BOGORTODAY.COM – Harga emas batangan produksi Antam mengalami penurunan cukup signifikan pada perdagangan hari ini. Untuk emas 24 karat, harga tercatat turun sebesar Rp35.000 per gram sehingga berada di level Rp2.760.000 per gram.
Berdasarkan data dari situs resmi Logam Mulia pada Selasa (5/5/2026), penurunan harga ini terjadi pada berbagai ukuran emas, mulai dari pecahan kecil hingga ukuran besar.
Untuk pecahan terkecil, emas 0,5 gram dibanderol di harga Rp1.430.000. Sementara itu, emas ukuran 10 gram dijual sekitar Rp27.095.000. Adapun untuk ukuran terbesar, yakni 1.000 gram (1 kilogram), harga mencapai sekitar Rp2.700.600.000.
Jika dilihat dalam rentang waktu satu minggu terakhir, harga emas Antam bergerak di kisaran Rp2.784.000 hingga Rp2.760.000 per gram.
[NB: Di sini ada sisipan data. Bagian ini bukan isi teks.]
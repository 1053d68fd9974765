//! Error types for the cache
//!
//! Provides unified error handling using thiserror.

use thiserror::Error;

// == Cache Error Enum ==
/// Unified error type for the cache.
///
/// Only construction and validation failures are surfaced to callers.
/// Failures inside timer or collection callbacks have no caller to return
/// to; they are logged and swallowed.
#[derive(Error, Debug, Clone, PartialEq, Eq)]
pub enum CacheError {
    /// The host cannot provide timers or background tasks
    #[error("Construction failed: {0}")]
    Construction(String),

    /// Key rejected by validation
    #[error("Invalid key: {0}")]
    InvalidKey(String),
}

// == Result Type Alias ==
/// Convenience Result type for the cache.
pub type Result<T> = std::result::Result<T, CacheError>;
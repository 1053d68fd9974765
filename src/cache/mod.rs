//! Cache Module
//!
//! Provides in-memory caching with liveness-based reclamation, TTL
//! expiration, and LRU eviction.

mod entry;
mod key;
mod liveness;
mod lru;
mod stats;
pub(crate) mod store;
mod timer;


// Re-export public types
pub use entry::{CacheEntry, Slot};
pub use key::{CacheKey, KeyKind, ObjectKey, Token};
pub use liveness::{FinalizationRegistry, UnregisterToken, WeakHandle};
pub use lru::LruTracker;
pub use stats::CacheStats;
pub use store::{TtlInfo, WeakCache};
pub use timer::{is_expired, TimerHandle, TtlScheduler};

// == Public Constants ==
/// Maximum allowed plain key length in bytes
pub const MAX_KEY_LENGTH: usize = 256;
//! Cache Statistics Module
//!
//! Tracks cache performance metrics and removal causes.

use serde::Serialize;

// == Cache Stats ==
/// Tracks cache performance metrics.
#[derive(Debug, Clone, Default, PartialEq, Eq, Serialize)]
pub struct CacheStats {
    /// Number of successful cache retrievals
    pub hits: u64,
    /// Number of failed cache retrievals (absent, expired or collected)
    pub misses: u64,
    /// Number of entries evicted due to LRU policy
    pub evictions: u64,
    /// Number of entries removed because their TTL elapsed
    pub expirations: u64,
    /// Number of entries removed because their value was dropped
    pub collections: u64,
    /// Current number of entries in the cache
    pub total_entries: usize,
}

impl CacheStats {
    // == Constructor ==
    /// Creates a new CacheStats with all counters at zero.
    pub fn new() -> Self {
        Self::default()
    }

    // == Hit Rate ==
    /// Calculates the cache hit rate.
    ///
    /// Returns hits / (hits + misses), or 0.0 if no requests have been made.
    pub fn hit_rate(&self) -> f64 {
        let total = self.hits + self.misses;
        if total == 0 {
            0.0
        } else {
            self.hits as f64 / total as f64
        }
    }

    // == Record Hit ==
    /// Increments the hit counter.
    pub fn record_hit(&mut self) {
        self.hits += 1;
    }

    // == Record Miss ==
    /// Increments the miss counter.
    pub fn record_miss(&mut self) {
        self.misses += 1;
    }

    // == Record Eviction ==
    /// Increments the eviction counter.
    pub fn record_eviction(&mut self) {
        self.evictions += 1;
    }

    // == Record Expiration ==
    /// Increments the expiration counter.
    pub fn record_expiration(&mut self) {
        self.expirations += 1;
    }

    // == Record Collection ==
    /// Increments the collection counter.
    pub fn record_collection(&mut self) {
        self.collections += 1;
    }

    // == Update Entry Count ==
    /// Updates the total entries count.
    pub fn set_total_entries(&mut self, count: usize) {
        self.total_entries = count;
    }
}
Dalam sebulan terakhir, tren harga juga menunjukkan pelemahan dengan rentang Rp2.831.000 sampai Rp2.760.000 per gram.
Tidak hanya harga jual, harga buyback atau harga pembelian kembali oleh Antam juga mengalami penurunan. Tercatat, harga buyback turun Rp40.000 menjadi Rp2.545.000 per gram.
Harga buyback ini berlaku jika konsumen ingin menjual kembali emas yang dimilikinya kepada pihak Antam.
Ketentuan Pajak dalam Transaksi Buyback
Sesuai dengan ketentuan dalam Peraturan Menteri Keuangan (PMK) Nomor 81 Tahun 2024, setiap transaksi buyback dengan nilai di atas Rp10 juta akan dikenakan Pajak Penghasilan (PPh) Pasal 22 sebesar 1,5 persen. Pajak tersebut akan langsung dipotong dari total nilai transaksi saat proses penjualan kembali dilakukan.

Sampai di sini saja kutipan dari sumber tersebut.